Lo que sí sabemos todos es que lo de López Córdoba con su hermana mayor: un beso inoportuno, e intrascendente, que ella misma le confesó a Rosa, con una moralidad excesiva e imprudente, le sirvió a Rosa para acrecentar su envidia, para disfrazar su inquina, para hacerle ver a su madre, que todo su odio, su enfermedad, su desasosiego eran producto de esa traición, pero nunca se atrevió a confesar cuál.

Todos los bienes de la familia estaban a nombres de las tres mujeres, todos los conflictos de las tres mujeres venían e iban de lo que la madre llevaba y traía de una a otra.
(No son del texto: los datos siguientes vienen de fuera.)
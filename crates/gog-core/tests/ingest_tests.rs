//! Tests for copying paths into a repository and removing them again

use std::fs;

use gog_core::ingest::{add_path, add_paths, remove_path};
use gog_core::{Config, Engine, Error};
use gog_fs::{PathMapper, create_symlink};
use gog_test_utils::{RecordingVcs, Sandbox};
use pretty_assertions::assert_eq;

fn mapper(sandbox: &Sandbox) -> PathMapper {
    PathMapper::new(sandbox.repo(), sandbox.home())
}

#[test]
fn test_add_path_copies_file_into_home_mirror() {
    let sandbox = Sandbox::new();
    let external = sandbox.write_external(".config/app.toml", "a = 1");

    add_path(&mapper(&sandbox), &sandbox.base_dir(), &external).unwrap();

    sandbox.assert_plain_file(&sandbox.internal(".config/app.toml"), "a = 1");
    sandbox.assert_plain_file(&external, "a = 1");
}

#[test]
fn test_add_path_mirrors_paths_outside_home_from_root() {
    let sandbox = Sandbox::new();
    let external = sandbox.root().join("etc/hosts");
    fs::create_dir_all(external.parent().unwrap()).unwrap();
    fs::write(&external, "127.0.0.1 localhost").unwrap();

    add_path(&mapper(&sandbox), &sandbox.base_dir(), &external).unwrap();

    let relative = external.strip_prefix("/").unwrap();
    sandbox.assert_plain_file(&sandbox.repo().join(relative), "127.0.0.1 localhost");
}

#[test]
fn test_add_path_copies_directory_without_backups() {
    let sandbox = Sandbox::new();
    sandbox.write_external(".vim/vimrc", "set nu");
    sandbox.write_external(".vim/colors/dark.vim", "hi");
    sandbox.write_external(".vim/.old.gog", "backup");

    add_path(&mapper(&sandbox), &sandbox.base_dir(), &sandbox.external(".vim")).unwrap();

    sandbox.assert_plain_file(&sandbox.internal(".vim/vimrc"), "set nu");
    sandbox.assert_plain_file(&sandbox.internal(".vim/colors/dark.vim"), "hi");
    sandbox.assert_absent(&sandbox.internal(".vim/.old.gog"));
}

#[test]
fn test_add_path_skips_entries_already_in_repository() {
    // A directory that already holds links must not copy repository files
    // onto themselves
    let sandbox = Sandbox::new();
    let config = Config::new(sandbox.home(), sandbox.base_dir());
    let vcs = RecordingVcs::new();
    let engine = Engine::new(sandbox.repo(), &config, &vcs);
    let linked = sandbox.write_internal(".vim/vimrc", "set nu");
    fs::create_dir_all(sandbox.external(".vim")).unwrap();
    engine.link_file(&linked, &mut Vec::new());
    sandbox.write_external(".vim/new.vim", "new");

    add_path(&mapper(&sandbox), &sandbox.base_dir(), &sandbox.external(".vim")).unwrap();

    sandbox.assert_plain_file(&linked, "set nu");
    sandbox.assert_plain_file(&sandbox.internal(".vim/new.vim"), "new");
}

#[test]
fn test_add_path_of_linked_file_is_noop() {
    let sandbox = Sandbox::new();
    let internal = sandbox.write_internal(".bashrc", "X");
    let external = sandbox.external(".bashrc");
    create_symlink(&internal, &external).unwrap();

    add_path(&mapper(&sandbox), &sandbox.base_dir(), &external).unwrap();

    sandbox.assert_plain_file(&internal, "X");
    sandbox.assert_links_to(&external, &internal);
}

#[test]
fn test_add_path_rejects_backup_files() {
    let sandbox = Sandbox::new();
    let backup = sandbox.write_external(".bashrc.gog", "X");

    let result = add_path(&mapper(&sandbox), &sandbox.base_dir(), &backup);

    assert!(matches!(result, Err(Error::InvalidTargetPath { .. })));
}

#[test]
fn test_add_path_rejects_repository_contents() {
    let sandbox = Sandbox::new();
    let internal = sandbox.write_internal(".bashrc", "X");

    let result = add_path(&mapper(&sandbox), &sandbox.base_dir(), &internal);

    assert!(matches!(result, Err(Error::InvalidTargetPath { .. })));
}

#[test]
fn test_add_path_of_missing_file_fails() {
    let sandbox = Sandbox::new();

    let result = add_path(
        &mapper(&sandbox),
        &sandbox.base_dir(),
        &sandbox.external("absent"),
    );

    assert!(matches!(result, Err(Error::Fs(_))));
}

#[test]
fn test_add_paths_stops_at_first_failure() {
    let sandbox = Sandbox::new();
    let first = sandbox.write_external(".a", "a");
    let third = sandbox.write_external(".c", "c");

    let result = add_paths(
        &mapper(&sandbox),
        &sandbox.base_dir(),
        &[first, sandbox.external(".b"), third],
    );

    assert!(result.is_err());
    sandbox.assert_plain_file(&sandbox.internal(".a"), "a");
    sandbox.assert_absent(&sandbox.internal(".c"));
}

#[test]
fn test_remove_path_deletes_file_and_directory() {
    let sandbox = Sandbox::new();
    sandbox.write_internal(".bashrc", "X");
    sandbox.write_internal(".vim/vimrc", "set nu");
    let paths = mapper(&sandbox);

    remove_path(&paths, &sandbox.base_dir(), &sandbox.external(".bashrc")).unwrap();
    remove_path(&paths, &sandbox.base_dir(), &sandbox.external(".vim")).unwrap();

    sandbox.assert_absent(&sandbox.internal(".bashrc"));
    sandbox.assert_absent(&sandbox.internal(".vim"));
}

#[test]
fn test_remove_path_of_missing_entry_is_ok() {
    let sandbox = Sandbox::new();

    let result = remove_path(
        &mapper(&sandbox),
        &sandbox.base_dir(),
        &sandbox.external("never-added"),
    );

    assert!(result.is_ok());
    assert_eq!(fs::read_dir(sandbox.repo()).unwrap().count(), 1);
}
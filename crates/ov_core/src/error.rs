use thiserror::Error;

#[derive(Error, Debug)]
pub enum Error {
    #[error("Invalid dataset identifier: {0}")]
    InvalidIdentifier(String),

    #[error("Dataset not found: {0}")]
    NotFound(String),

    #[error("Failed to parse dataset: {0}")]
    ParseFailure(#[from] serde_yaml::Error),

    #[error("IO error: {0}")]
    Io(#[from] std::io::Error),

    #[error("Serialization error: {0}")]
    Serialization(#[from] serde_json::Error),
}

impl Error {
    /// Errors the viewer reports as "could not load this dataset" rather
    /// than as a server fault. Read errors on an existing file count too.
    pub fn is_load_failure(&self) -> bool {
        matches!(
            self,
            Error::InvalidIdentifier(_)
                | Error::NotFound(_)
                | Error::ParseFailure(_)
                | Error::Io(_)
        )
    }
}

pub type Result<T> = std::result::Result<T, Error>;
pub mod filesystem;
pub mod memory;

pub use filesystem::FsSource;
pub use memory::MemorySource;
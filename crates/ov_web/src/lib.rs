use axum::{
    http::{header, HeaderValue},
    routing::get,
    Router,
};
use ov_storage::DatasetStore;
use std::net::SocketAddr;
use std::path::PathBuf;
use std::sync::Arc;
use tower::ServiceBuilder;
use tower_http::{cors::CorsLayer, set_header::SetResponseHeaderLayer, trace::TraceLayer};
use tracing::info;

pub mod handlers;
pub mod html;
pub mod pages;
pub mod state;

pub use state::AppState;

/// Dataset text never runs as script; images may come from anywhere.
pub const CONTENT_SECURITY_POLICY: &str = "default-src 'self'; script-src 'none'; style-src 'self' 'unsafe-inline'; img-src * data:";

#[derive(Debug, Clone)]
pub struct ServerConfig {
    pub bind: SocketAddr,
    pub data_dir: PathBuf,
}

impl Default for ServerConfig {
    fn default() -> Self {
        Self {
            bind: SocketAddr::from(([127, 0, 0, 1], 3000)),
            data_dir: PathBuf::from("data"),
        }
    }
}

pub fn create_app(state: AppState) -> Router {
    Router::new()
        .route("/", get(pages::index))
        .route("/articles/:filename", get(pages::dataset))
        .route("/articles/:filename/:index", get(pages::article))
        .route("/api/datasets", get(handlers::list_datasets))
        .route("/api/data/:filename", get(handlers::get_data))
        .route("/api/data/:filename/view", get(handlers::get_view))
        .route("/api/data/:filename/articles/:index", get(handlers::get_article))
        .layer(
            ServiceBuilder::new()
                .layer(TraceLayer::new_for_http())
                .layer(CorsLayer::permissive())
                .layer(SetResponseHeaderLayer::overriding(
                    header::CONTENT_SECURITY_POLICY,
                    HeaderValue::from_static(CONTENT_SECURITY_POLICY),
                )),
        )
        .with_state(Arc::new(state))
}

pub async fn serve(config: ServerConfig) -> anyhow::Result<()> {
    let store = DatasetStore::from_dir(&config.data_dir);
    let app = create_app(AppState::new(store));
    let listener = tokio::net::TcpListener::bind(config.bind).await?;
    info!(
        "🌐 Serving datasets from {} on http://{}",
        config.data_dir.display(),
        listener.local_addr()?
    );
    axum::serve(listener, app).await?;
    Ok(())
}

pub mod prelude {
    pub use ov_core::{Dataset, Error, Result};
    pub use crate::{AppState, ServerConfig};
}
La mayor vivía con ella, gobernaba la casa, y ya saben ustedes que el roce diario también tiene sus sombras, y la otra era la enferma, la que vivía lejos, la que merecía todo, todo lo quería tomar aunque no podía y de todo se quejaba.
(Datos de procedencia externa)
use async_trait::async_trait;
use ov_core::{DatasetName, DatasetSource, Error, Result};
use std::collections::BTreeMap;
use std::sync::atomic::{AtomicUsize, Ordering};

/// Dataset files held in memory. Counts every access so callers can check
/// what reached storage.
#[derive(Debug, Default)]
pub struct MemorySource {
    entries: BTreeMap<String, Vec<u8>>,
    listings: AtomicUsize,
    reads: AtomicUsize,
}

impl MemorySource {
    pub fn new() -> Self {
        Self::default()
    }

    pub fn with_entry(mut self, name: impl Into<String>, contents: impl Into<Vec<u8>>) -> Self {
        self.entries.insert(name.into(), contents.into());
        self
    }

    /// Number of `list_entries` and `read_entry` calls so far.
    pub fn accesses(&self) -> usize {
        self.listings.load(Ordering::SeqCst) + self.reads.load(Ordering::SeqCst)
    }

    pub fn reads(&self) -> usize {
        self.reads.load(Ordering::SeqCst)
    }
}

#[async_trait]
impl DatasetSource for MemorySource {
    async fn list_entries(&self) -> Result<Vec<String>> {
        self.listings.fetch_add(1, Ordering::SeqCst);
        Ok(self.entries.keys().cloned().collect())
    }

    async fn read_entry(&self, name: &DatasetName) -> Result<Vec<u8>> {
        self.reads.fetch_add(1, Ordering::SeqCst);
        self.entries
            .get(name.as_str())
            .cloned()
            .ok_or_else(|| Error::NotFound(name.to_string()))
    }

    fn describe(&self) -> String {
        format!("memory ({} entries)", self.entries.len())
    }
}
La última vez que las hermanas se vieron, lloraron a la madre en una casa que ahora era de las dos, como en un solar marcado simétricamente por una línea roja y donde cada una parecía alejarse de esa frontera hacía sí misma.

Quedaba el dinero reunido de la pensión, alguna que otra propiedad, algún armario, trapos de la nostalgia y un reloj de cuco en el que se habían congelado algunas imágenes que ahora parecían transmigrar de una a otra cara y el silencio que también se disfrazaba de López Córdoba.

La hermana menor desapareció el mismo día que murió su madre, cuando todo nos hizo pensar que seria de la hermana mayor de la que no se sabría nada desde es día.

Rosa se fue al pueblo a cambiarse para el entierro y se dicen tantas cosas que uno no sabe qué pensar.